Wednesday at school, we were studying 'ethics', and to supplement that lesson, we went to hear a presentation by a man who calls himself "The Ethics Guy". Bruce Weinstein has a degree in philosophy, and something called bioethics, and he has written five books on the subject of ethics. He is a regular commentator on CNN.
He has five simple principals that he feels that ethics hinge on. Number 1: Do no harm. Number 2: Make things better. Number 3: Respect others. Number 4: Be fair. Number 5: Be compassionate.
I sat in the auditorium with my classmates listening to this talk, and I thought to myself, "Why does this even have to be taught?"
I think that it is a fair question, because when I was a kid, you learned number 1, number 3, number 4, and number 5 in kindergarten. You weren't allowed to be mean. You had to be respectful, you played fairly, and you had to be nice. If you didn't, your adored kindergarten teacher would scold you. It would make you feel terrible, and you would cry, and the other kids would see your tears and laugh at you. It was an awful day, and you knew that it was not over. Your parents would not allow you to drop out of kindergarten. You were forced back into the classroom the next day. You tried to behave better, because heaven knows, you did not want to go through another horrible day.
Am I ethical? I think that I am. I think the majority of people are. We are not perfect. We don't always do the right thing. But when we get off course, there is that internal compass that pulls us back to where we need to be.
Now, I don't know how that internal compass got there. Some people think it is God-given. Others feel that it is the result of good parenting. All I know is that I have one. I can't remember not having one, and it seems to be true for anyone I talk to on the subject. We try, we fall short, we think, we alter our course, and then try again. It's a never ending cycle.
Apparently, things have changed in today's world. I don't mean to stereotype, because there are a lot of good kids in the world, but I've begun to notice a trend.
Our tendency is to save our children. We don't want our children to feel ashamed. We don't want our children to have a bad day. We try to give them everything they want. We teach them that they are worthy of respect, but are we teaching them to respect others? We want them to be winners, and we want them to be happy.
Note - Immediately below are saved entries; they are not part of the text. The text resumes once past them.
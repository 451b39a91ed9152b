//! The 32-byte asset composite used in cross-chain request parameters.

use alloy_primitives::{Address, FixedBytes, B256};

/// The 20-byte sentinel standing in for a native coin, where a bridged asset
/// would carry its ERC-20 address.
pub const COIN_ADDRESS_SENTINEL: Address =
    Address::new([0xff; 20]);

/// The asset type tag occupying bytes [4..8) of the composite.
#[derive(Debug, Clone, Copy, PartialEq, Eq)]
#[repr(u32)]
pub enum AssetKind {
    /// Unset.
    None = 0,
    /// A native coin.
    Coin = 1,
    /// A unified (hub-side) asset.
    Unified = 2,
    /// A bridged representation of a remote asset.
    Bridged = 3,
    /// Reserved.
    Reserved = 4,
}

impl TryFrom<u32> for AssetKind {
    type Error = u32;

    fn try_from(value: u32) -> Result<Self, Self::Error> {
        match value {
            0 => Ok(Self::None),
            1 => Ok(Self::Coin),
            2 => Ok(Self::Unified),
            3 => Ok(Self::Bridged),
            4 => Ok(Self::Reserved),
            other => Err(other),
        }
    }
}

/// A 32-byte asset identifier:
/// `{symbol (4B), kind (4B), home chain network id (4B), address (20B)}`.
///
/// The address field holds the ERC-20 contract for token assets and
/// [`COIN_ADDRESS_SENTINEL`] for native coins.
#[derive(Debug, Clone, Copy, PartialEq, Eq)]
pub struct AssetId {
    /// The right-zero-padded ticker symbol.
    pub symbol: FixedBytes<4>,
    /// The asset type.
    pub kind: AssetKind,
    /// The 4-byte network id of the asset's home chain.
    pub home_chain: FixedBytes<4>,
    /// The ERC-20 address, or the coin sentinel.
    pub address: Address,
}

impl AssetId {
    /// Builds an asset id from a ticker string of at most 4 bytes.
    pub fn new(symbol: &str, kind: AssetKind, home_chain: FixedBytes<4>, address: Address) -> Self {
        let mut sym = [0u8; 4];
        let bytes = symbol.as_bytes();
        sym[..bytes.len().min(4)].copy_from_slice(&bytes[..bytes.len().min(4)]);
        Self { symbol: FixedBytes::from(sym), kind, home_chain, address }
    }

    /// Encodes the composite into its canonical 32-byte form.
    pub fn encode(&self) -> B256 {
        let mut out = [0u8; 32];
        out[..4].copy_from_slice(self.symbol.as_slice());
        out[4..8].copy_from_slice(&(self.kind as u32).to_be_bytes());
        out[8..12].copy_from_slice(self.home_chain.as_slice());
        out[12..32].copy_from_slice(self.address.as_slice());
        B256::from(out)
    }

    /// Decodes the canonical 32-byte form. Fails on an unknown asset type.
    pub fn decode(raw: B256) -> Result<Self, u32> {
        let bytes = raw.0;
        let kind = u32::from_be_bytes(bytes[4..8].try_into().expect("4 bytes"));
        Ok(Self {
            symbol: FixedBytes::from_slice(&bytes[..4]),
            kind: AssetKind::try_from(kind)?,
            home_chain: FixedBytes::from_slice(&bytes[8..12]),
            address: Address::from_slice(&bytes[12..32]),
        })
    }

    /// The ticker as a string, trailing NULs stripped.
    pub fn ticker(&self) -> String {
        self.symbol
            .iter()
            .copied()
            .take_while(|b| *b != 0)
            .map(char::from)
            .collect()
    }

    /// The decimal count derived from the symbol: 6 for USDC/USDT, 18
    /// otherwise.
    pub fn decimals(&self) -> u8 {
        match self.ticker().as_str() {
            "USDC" | "USDT" => 6,
            _ => 18,
        }
    }

    /// Whether the asset is a native coin.
    pub fn is_coin(&self) -> bool {
        self.address == COIN_ADDRESS_SENTINEL
    }
}
//! Asset price submission to the hub oracle.

use crate::{PriceFetcher, RelayMetrics, RoundState};
use alloy_primitives::Bytes;
use alloy_rpc_types_eth::TransactionReceipt;
use alloy_sol_types::SolCall;
use relayer_client::{ClientError, EthRpc, MultiChain};
use relayer_contracts::abi::calls::{oracle_aggregate_feedingCall, price_oracle_id};
use relayer_tasks::{CallParams, EventHandler, HandlerError, SendParams, WorkItem};
use std::sync::Arc;

/// Collects weighted prices for the configured symbols and submits them via
/// `oracle_aggregate_feeding`, but only while this relayer is selected for
/// the current round.
pub struct PriceFeedHandler<T> {
    chains: Arc<MultiChain<T>>,
    rounds: Arc<RoundState>,
    fetcher: Arc<dyn PriceFetcher>,
    symbols: Vec<String>,
    fast_relayer: bool,
    metrics: RelayMetrics,
}

impl<T: EthRpc> PriceFeedHandler<T> {
    /// Returns a new handler feeding prices for `symbols`.
    pub fn new(
        chains: Arc<MultiChain<T>>,
        rounds: Arc<RoundState>,
        fetcher: Arc<dyn PriceFetcher>,
        symbols: Vec<String>,
        fast_relayer: bool,
    ) -> Self {
        Self { chains, rounds, fetcher, symbols, fast_relayer, metrics: RelayMetrics::default() }
    }

    fn is_selected(&self) -> bool {
        self.fast_relayer || self.rounds.cached_index(self.rounds.latest_round()).is_some()
    }
}

#[async_trait::async_trait]
impl<T: EthRpc> EventHandler for PriceFeedHandler<T> {
    async fn build_call(&self, _item: &WorkItem) -> Result<Option<CallParams>, HandlerError> {
        Ok(None)
    }

    async fn on_call_result(
        &self,
        _item: &WorkItem,
        _output: Result<Bytes, ClientError>,
    ) -> Result<Vec<WorkItem>, HandlerError> {
        Ok(vec![])
    }

    async fn build_send(&self, _item: &WorkItem) -> Result<Option<SendParams>, HandlerError> {
        if !self.is_selected() {
            return Ok(None);
        }

        let prices = self
            .fetcher
            .get_current_weighted_price(&self.symbols)
            .await
            .map_err(|err| HandlerError::Collaborator(err.to_string()))?;

        let mut oids = Vec::with_capacity(self.symbols.len());
        let mut values = Vec::with_capacity(self.symbols.len());
        for symbol in &self.symbols {
            if let Some(price) = prices.get(symbol) {
                oids.push(price_oracle_id(symbol));
                values.push(*price);
            }
        }
        if oids.is_empty() {
            return Ok(None);
        }

        let hub = self.chains.hub();
        let oracle = hub
            .addresses()
            .oracle
            .ok_or_else(|| HandlerError::InvalidFlow("hub oracle address missing".into()))?;
        let data = oracle_aggregate_feedingCall { oids, prices: values }.abi_encode();

        self.metrics.price_feeds.increment(1);
        Ok(Some(SendParams::new(self.chains.network().hub(), oracle, data.into())))
    }

    async fn on_tx_success(
        &self,
        _item: &WorkItem,
        _receipt: &TransactionReceipt,
    ) -> Vec<WorkItem> {
        vec![]
    }

    async fn on_tx_fail(&self, _item: &WorkItem) -> Vec<WorkItem> {
        tracing::warn!(target: "relayer::periodic", "price feed submission failed");
        vec![]
    }

    fn successor(&self, item: &WorkItem) -> Option<WorkItem> {
        match item {
            WorkItem::Periodic(task) => Some(WorkItem::Periodic(task.clone_next())),
            _ => None,
        }
    }
}

impl<T> std::fmt::Debug for PriceFeedHandler<T> {
    fn fmt(&self, f: &mut std::fmt::Formatter<'_>) -> std::fmt::Result {
        f.debug_struct("PriceFeedHandler").field("symbols", &self.symbols).finish()
    }
}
If they have a bad day at school, we must wade in there and sort that out, because there is nothing more important than their happiness.
We see the results of this leniency and self indulgent upbringing all around us: tire slashings and broken windows at a recent sporting event. The fact that you cannot stand in line at the local fast food restaurant without hearing someone dropping the f-bomb, and usually dropping it repeatedly. Adults in their mid- and even late- twenties still dependent on their parents for the roof over their heads even as they continue to live a teenager's life, a lifestyle that should have ended when they finished school.
So it comes to this: we have to teach ethics in school, to break the concept down into baby steps. We have to teach grown adults that we should not hurt others, that we should be respectful, that we should play fair, be nice. That we should try to make the world a better place. The ethics guy is teaching college students what they should already know.
It's not just the kids though. Mr. Weinstein travels around the country giving seminars to big business. Instructing big business. He has a column in Business Weekly. He is a corporate consultant. He helps big business answers burning questions like this: Is it ethical for a company to make millions of dollars in profit for its shareholders while denying health benefits for its lowest employees? Let's apply that decision to his five principals. Is it harmful to others? (yes) Does it make things better? (wellfor the shareholders, maybe. Everyone else? Not so much.) Is it respectful of others? (no.) Is it fair? (noooooo.) Is it compassionate? (nope.) Well then, Mr. Big Business, perhaps this is not ethical. Big Business stands there blinking in the bright light of this new revelation. Who knew?
Don't get me wrong. I wish Mr. Weinstein well. Preach it, brother! I hope your message rings clear and loud in this world. I hope that message makes a difference.
It's just that I'm a middle aged woman, and I remember being in kindergarten.